ETL vs ELT
ETL and ELT paradigms, modern ELT tools, Change Data Capture, data quality checks, idempotent pipelines, and incremental loading strategies.
ETL vs ELT
The way we move and transform data has fundamentally shifted. Understanding when to use ETL (Extract-Transform-Load) versus ELT (Extract-Load-Transform) is a foundational decision for any data engineering team.
ETL: The Traditional Approach
ETL transforms data before loading it into the target system. This pattern dominated when storage was expensive and compute was limited.
Source → Extract → Transform (staging server) → Load → Data WarehouseHow ETL Works
# Traditional ETL pattern
import pandas as pd
from sqlalchemy import create_engine
def extract(source_conn_string: str, query: str) -> pd.DataFrame:
"""Extract data from source system."""
engine = create_engine(source_conn_string)

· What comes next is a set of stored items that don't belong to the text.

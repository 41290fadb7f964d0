//! HTTP API server.
//!
//! All state lives behind a single [`tokio::sync::Mutex`]: each handler
//! locks, does its work, and releases, so every request observes and
//! produces a consistent store. Uploaded photo bytes are served statically
//! from the uploads directory; only filenames go through the store.

mod inventory;
mod people;
mod tasks;

use std::net::SocketAddr;
use std::path::PathBuf;
use std::sync::Arc;

use axum::{
    Json, Router,
    extract::State,
    http::StatusCode,
    response::{IntoResponse, Response},
    routing::{delete, get, patch, post},
};
use tokio::sync::Mutex;
use tower_http::cors::CorsLayer;
use tower_http::services::ServeDir;
use tracing::info;

use crate::Error;
use crate::storage::Storage;

/// Shared application state
#[derive(Clone)]
pub struct AppState {
    /// The in-memory store (wrapped in a Mutex for thread safety)
    pub storage: Arc<Mutex<Storage>>,
    /// Directory photo files are written to and served from
    pub uploads_dir: PathBuf,
}

impl AppState {
    pub fn new(storage: Storage, uploads_dir: PathBuf) -> Self {
        Self {
            storage: Arc::new(Mutex::new(storage)),
            uploads_dir,
        }
    }
}

/// An [`Error`] carried to the HTTP boundary.
///
/// The conversion to a response is the single place where the error
/// taxonomy maps onto status codes.
pub struct ApiError(Error);

impl From<Error> for ApiError {
    fn from(err: Error) -> Self {
        Self(err)
    }
}

impl IntoResponse for ApiError {
    fn into_response(self) -> Response {
        let status = match &self.0 {
            Error::NotFound { .. } => StatusCode::NOT_FOUND,
            Error::SheetExists(_) => StatusCode::CONFLICT,
            Error::InsufficientStock { .. } => StatusCode::BAD_REQUEST,
            Error::InvalidInput(_) => StatusCode::BAD_REQUEST,
            _ => StatusCode::INTERNAL_SERVER_ERROR,
        };
        // Insufficient-stock responses carry the available quantity so the
        // client can show it without a second request
        let body = match &self.0 {
            Error::InsufficientStock { available, .. } => serde_json::json!({
                "message": "Insufficient stock",
                "availableQuantity": available,
            }),
            err => serde_json::json!({ "message": err.to_string() }),
        };
        (status, Json(body)).into_response()
    }
}

type ApiResult<T> = std::result::Result<T, ApiError>;

/// Build the API router over the given state.
pub fn router(state: AppState) -> Router {
    Router::new()
        .route("/api/health", get(health))
        // Users
        .route("/api/users", get(people::list_users).post(people::create_user))
        .route("/api/users/{id}", get(people::get_user))
        // Tasks and their attachments
        .route("/api/tasks", get(tasks::list_tasks).post(tasks::create_task))
        .route(
            "/api/tasks/{id}",
            get(tasks::get_task)
                .patch(tasks::update_task)
                .delete(tasks::delete_task),
        )
        .route("/api/tasks/{id}/service-sheet", get(tasks::task_service_sheet))
        .route("/api/tasks/{id}/notes", get(tasks::task_notes))
        .route("/api/tasks/{id}/photos", get(tasks::task_photos))
        .route("/api/tasks/{id}/products", get(inventory::task_usage))
        .route("/api/service-sheets", post(tasks::create_service_sheet))
        .route("/api/service-sheets/{id}", patch(tasks::update_service_sheet))
        .route("/api/notes", post(tasks::create_note))
        .route("/api/notes/{id}", delete(tasks::delete_note))
        .route("/api/photos", post(tasks::create_photo))
        .route("/api/photos/{id}", delete(tasks::delete_photo))
        // Inventory
        .route(
            "/api/products",
            get(inventory::list_products).post(inventory::create_product),
        )
        .route(
            "/api/products/{id}",
            get(inventory::get_product)
                .patch(inventory::update_product)
                .delete(inventory::delete_product),
        )
        .route("/api/product-usage", post(inventory::record_usage))
        .route(
            "/api/product-usage/{id}",
            patch(inventory::adjust_usage).delete(inventory::release_usage),
        )
        // Timesheets
        .route(
            "/api/timesheets",
            get(people::list_timesheets).post(people::create_timesheet),
        )
        .route(
            "/api/timesheets/{id}",
            patch(people::update_timesheet).delete(people::delete_timesheet),
        )
        // Clients
        .route(
            "/api/clients",
            get(people::list_clients).post(people::create_client),
        )
        .route(
            "/api/clients/{id}",
            get(people::get_client)
                .patch(people::update_client)
                .delete(people::delete_client),
        )
        // Dashboard
        .route("/api/dashboard/stats", get(people::dashboard_stats))
        // Photo bytes are served straight off disk
        .nest_service("/uploads", ServeDir::new(state.uploads_dir.clone()))
        .layer(CorsLayer::permissive())
        .with_state(state)
}

/// Bind and run the server until the process is stopped.
pub async fn serve(state: AppState, host: &str, port: u16) -> crate::Result<()> {
    let host_addr: std::net::IpAddr = host
        .parse()
        .map_err(|e| Error::InvalidInput(format!("Invalid host address '{}': {}", host, e)))?;
    let addr = SocketAddr::from((host_addr, port));

    let app = router(state);
    let listener = tokio::net::TcpListener::bind(addr).await?;
    info!("fieldtrack API listening on http://{}", addr);
    axum::serve(listener, app).await?;
    Ok(())
}

/// Liveness probe with build information.
async fn health(State(_state): State<AppState>) -> Json<serde_json::Value> {
    Json(serde_json::json!({
        "status": "ok",
        "version": env!("CARGO_PKG_VERSION"),
        "buildTimestamp": env!("FT_BUILD_TIMESTAMP"),
        "gitCommit": env!("FT_GIT_COMMIT"),
    }))
}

return pd.read_sql(query, engine)
def transform(df: pd.DataFrame) -> pd.DataFrame:
"""Clean and transform data before loading."""
# Remove duplicates
df = df.drop_duplicates(subset=["order_id"])
# Standardize dates
df["order_date"] = pd.to_datetime(df["order_date"]).dt.date
# Derive new columns
df["total_with_tax"] = df["subtotal"] * (1 + df["tax_rate"])
# Filter invalid records
df = df[df["total_with_tax"] > 0]
return df
def load(df: pd.DataFrame, target_conn_string: str, table: str):
"""Load transformed data into the warehouse."""
engine = create_engine(target_conn_string)
df.to_sql(table, engine, if_exists="append", index=False)
# Pipeline execution
raw_orders = extract(SOURCE_DB, "SELECT * FROM orders WHERE updated_at > :last_run")
clean_orders = transform(raw_orders)
load(clean_orders, WAREHOUSE_DB, "dim_orders")When ETL Makes Sense
- Strict compliance requirements (data must be masked before landing)
- Source systems with limited bandwidth (transform to reduce data volume)
- Legacy warehouses with limited compute capacity
- Simple, low-volume pipelines
ELT: The Modern Approach
ELT loads raw data first, then transforms it inside the warehouse. This approach leverages the massive compute power of modern cloud warehouses.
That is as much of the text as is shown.